MONDAY'S White House ceremony, at which King Hussein and Prime Minister Yitzhak Rabin signed the declaration announcing the end of the state of belligerency between Jordan and Israel, was both less and more than met the eye. These sorts of things usually are.
The fact that Israeli-Jordanian summits are out in the open at last, after more than two dozen secret meetings between September 1963 and this past June 1, is more a reflection of important changes in the Middle East and the world than it is a seminal event. The Hashemite king's interest in making peace with Israel has never been in doubt, but as the leader of a weak state with a majority Palestinian population, he has always needed four basic conditions simultaneously to move forward:
An Israeli government willing to deal; Palestinian legitimation for his dealing; either the support or the absence of effective opposition from his Arab neighbors, and a U.S. administration willing and able to broker and support the result.
For various reasons, the king's planets have all lined up, so to speak, and he did not miss his chance. The rapid and major progress in the Israeli-Jordanian track was predictable and, indeed, predicted.
The summit was also less than met the eye in that Monday's declaration itself says very little that is new or especially interesting. No new initiatives appeared in the text. The ending of the state of belligerency, of course, merely formalized what has been true since roughly 1970, the year that Israeli and Jordanian soldiers fired their last shots in anger.
Indeed, the declaration appears to have been patched together from "old business" and some steamy diplomatic language mainly so that King Hussein and Mr. Rabin would have something to do at the summit other than speechify. And the main purpose of the summit itself -- it seems all too obvious -- had more to do with the Clinton administration's desire to put a happy face on a very sad foreign policy.
Nevertheless, Monday was meaningful and important for less obvious reasons.
First, the elevation of the Jordanian role in the peace process begins the true struggle that must ensue, not between Israel and Jordan, but between Jordan and the Palestine Liberation Organization. Perhaps -- coming the week after PLO leader Yasser Arafat tried to claim Jerusalem as the exclusive province of the Palestinians -- the most striking statement in the declaration was the prominent reference to the past, present and future Hashemite role in Jerusalem.

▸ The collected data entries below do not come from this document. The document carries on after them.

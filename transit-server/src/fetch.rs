//! The fetcher seam between cache actors and the remote adapter.

use std::collections::HashMap;
use std::future::Future;

use crate::domain::{Line, Route, Station, Status};
use crate::tfl::TflError;
use crate::tfl::types::{StationArrival, TimetableResponse, VehicleArrival};

/// Remote lookup surface consumed by the cache actors and the query
/// facade.
///
/// [`crate::tfl::TflClient`] is the production implementation; a
/// fixture-backed fetcher in `tfl::mock` stands in under test.
/// Futures are `Send` so implementations can be driven from spawned
/// actor workers.
pub trait TransitFetcher: Send + Sync + 'static {
    /// Lines for a transit mode, sorted ascending by ID.
    fn fetch_lines(&self, mode: &str)
    -> impl Future<Output = Result<Vec<Line>, TflError>> + Send;

    /// Stations served by a line, sorted ascending by name.
    fn fetch_stations(
        &self,
        line_id: &str,
    ) -> impl Future<Output = Result<Vec<Station>, TflError>> + Send;

    /// Ordered directional routes for a line.
    fn fetch_routes(
        &self,
        line_id: &str,
    ) -> impl Future<Output = Result<Vec<Route>, TflError>> + Send;

    /// Current status per line ID for a transit mode.
    fn fetch_status(
        &self,
        mode: &str,
    ) -> impl Future<Output = Result<HashMap<String, Status>, TflError>> + Send;

    /// Raw weekly timetable between two stations on a line.
    fn fetch_timetable(
        &self,
        line_id: &str,
        from_station_id: &str,
        to_station_id: &str,
    ) -> impl Future<Output = Result<TimetableResponse, TflError>> + Send;

    /// Live arrivals at a station. HTTP 400 from upstream means "no
    /// data for this combination" and yields an empty list.
    fn fetch_station_arrivals(
        &self,
        line_id: &str,
        station_id: &str,
    ) -> impl Future<Output = Result<Vec<StationArrival>, TflError>> + Send;

    /// Live arrivals for one vehicle across all its upcoming stops.
    fn fetch_vehicle_arrivals(
        &self,
        vehicle_id: &str,
    ) -> impl Future<Output = Result<Vec<VehicleArrival>, TflError>> + Send;
}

It's not just over Jerusalem that Palestinian and Jordanian interests clash as each negotiates with Israel. Water, refugees, economic linkages and more will, in the end, all have to be settled triangularly. The Arab party that gets to the table with Israel first, with the best deal in hand and noblest spirit at heart, will end up the most satisfied with the result. Jordan has significant advantages over the PLO in this competition.
This, in turn, helps settle Israeli domestic opinion, for Jordan's role limits the potential danger of Palestinian nationalism and makes dealing with the PLO easier to stomach and easier to sell.

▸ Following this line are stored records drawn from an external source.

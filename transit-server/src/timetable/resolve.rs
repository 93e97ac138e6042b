//! Pure journey resolution: static schedule plus live overlay.
//!
//! Given a journey's stop intervals, a departure time and optionally
//! the live schedule of the vehicle running it, produce the resolved
//! stop list. With no vehicle every stop is static; with one, live
//! ETAs are matched by station and each stop is flagged on time or
//! delayed. A stop whose static ETA is more than two minutes in the
//! past with no live record is taken as already served and omitted.

use std::collections::HashMap;
use std::time::Duration;

use chrono::{DateTime, NaiveDate, NaiveTime, TimeZone, Utc};

use crate::clock;
use crate::vehicle::VehicleSchedule;

use super::store::Journey;
use super::types::{DepartureTime, JourneyStatus, ScheduledStop, clock_minutes};

/// How far a live ETA may slip past the static one before the stop
/// counts as delayed, and how far past a static ETA we keep showing
/// a stop with no live data.
const SLACK: chrono::Duration = chrono::Duration::minutes(2);

/// Clock ETA at a stop `time_to_arrival` after `departure`, wrapped
/// on the 24-hour dial.
pub fn calculate_eta(departure: &DepartureTime, time_to_arrival: Duration) -> String {
    let minutes = eta_minutes(departure, time_to_arrival);
    format!("{:02}:{:02}", minutes / 60, minutes % 60)
}

fn eta_minutes(departure: &DepartureTime, time_to_arrival: Duration) -> i64 {
    (clock_minutes(&departure.hour, &departure.minute) + time_to_arrival.as_secs() as i64 / 60)
        % (24 * 60)
}

/// Resolve a journey's stops against an optional live vehicle
/// schedule, as of `now`.
pub fn resolve_stops(
    journey: &Journey,
    departure: &DepartureTime,
    vehicle: Option<&VehicleSchedule>,
    now: DateTime<Utc>,
) -> Vec<ScheduledStop> {
    let Some(vehicle) = vehicle else {
        return journey
            .stops
            .iter()
            .map(|stop| ScheduledStop {
                station: stop.station.clone(),
                time_to_arrival: stop.time_to_arrival,
                eta: calculate_eta(departure, stop.time_to_arrival),
                journey_eta: "NA".to_string(),
                status: JourneyStatus::NotAvailable,
            })
            .collect();
    };

    let mut live: HashMap<&str, DateTime<Utc>> = HashMap::new();
    for stop in &vehicle.stops {
        live.entry(stop.station_id.as_str())
            .or_insert(stop.expected_arrival);
    }

    let cutoff = now - SLACK;
    let today = clock::to_display(now).date_naive();
    let mut resolved = Vec::with_capacity(journey.stops.len());
    for stop in &journey.stops {
        let minutes = eta_minutes(departure, stop.time_to_arrival);
        let static_eta = local_clock_to_utc(today, minutes, now);
        match live.get(stop.station.id.as_str()) {
            Some(&live_eta) => {
                let status = if live_eta > static_eta + SLACK {
                    JourneyStatus::Delayed
                } else {
                    JourneyStatus::OnTime
                };
                resolved.push(ScheduledStop {
                    station: stop.station.clone(),
                    time_to_arrival: stop.time_to_arrival,
                    eta: calculate_eta(departure, stop.time_to_arrival),
                    journey_eta: clock::display_clock(live_eta),
                    status,
                });
            }
            None if static_eta < cutoff => {
                // No live record and the scheduled time is behind us:
                // the vehicle has already served this stop.
            }
            None => resolved.push(ScheduledStop {
                station: stop.station.clone(),
                time_to_arrival: stop.time_to_arrival,
                eta: calculate_eta(departure, stop.time_to_arrival),
                journey_eta: "NA".to_string(),
                status: JourneyStatus::NotAvailable,
            }),
        }
    }
    resolved
}

/// Anchor a wall-clock minute count to the display timezone and
/// convert to UTC.
///
/// A bare `HH:MM` is ambiguous around midnight: a schedule hour of
/// "24" queried at 23:59 means a few minutes ahead, not a day ago.
/// Each of yesterday, `today` and tomorrow is tried and the
/// candidate instant nearest `now` wins. Nonexistent local times
/// (DST gaps) fall back to `now`.
fn local_clock_to_utc(today: NaiveDate, minutes: i64, now: DateTime<Utc>) -> DateTime<Utc> {
    let Some(time) = NaiveTime::from_hms_opt((minutes / 60) as u32, (minutes % 60) as u32, 0)
    else {
        return now;
    };
    let mut nearest: Option<DateTime<Utc>> = None;
    for offset in [-1, 0, 1] {
        let Some(date) = today.checked_add_signed(chrono::Duration::days(offset)) else {
            continue;
        };
        let Some(local) = clock::DISPLAY_TZ
            .from_local_datetime(&date.and_time(time))
            .earliest()
        else {
            continue;
        };
        let candidate = local.with_timezone(&Utc);
        let closer = match nearest {
            None => true,
            Some(best) => (candidate - now).abs() < (best - now).abs(),
        };
        if closer {
            nearest = Some(candidate);
        }
    }
    nearest.unwrap_or(now)
}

Second, there is at least a remote chance that Jordan's decisions may bring closer the day when Syrian leader Hafez Assad finally makes up his mind about the Israelis. In the same vein, peace with Jordan helps the Israeli government sell to its public territorial concessions on the Golan Heights, should talks with Syria ever progress that far.
Third, the king's decision reduces Egypt's relative isolation, and anything that helps President Hosni Mubarak in troubled times is good for regional stability.
Fourth, King Hussein's decision shows how far Jordan has matured as a society and as a polity. While some political violence in Jordan from extremists cannot be ruled out, the royal court does not expect to have to sell peace with Israel through the barrels of secret policemen's guns. Most Jordanians support peace, and Jordan's progress toward genuine political pluralism has created a social basis for public peace that did not exist 10 or 20 years ago. So much for vulgar stereotypes of Arabs as a bunch of fanatics who cannot change.
Fifth, and finally, we must not forget that the sight of King Hussein standing with Mr. Rabin has been beamed to all corners of the Arab and Muslim world. King Hussein is no Yasser Arafat; that's for sure -- he is neither a murderer nor a liar. Rather, he is a man of integrity, compassion and vision. When he shook hands with Mr. Rabin, he brought the very finest qualities of the Arab world with him. The handshake promises genuine peace, and is an example that Mr. Assad and others would do well to study -- if genuine peace is really what they want.
Adam Garfinkle is director of the Middle East Council of the Foreign Policy Research Institute in Philadelphia.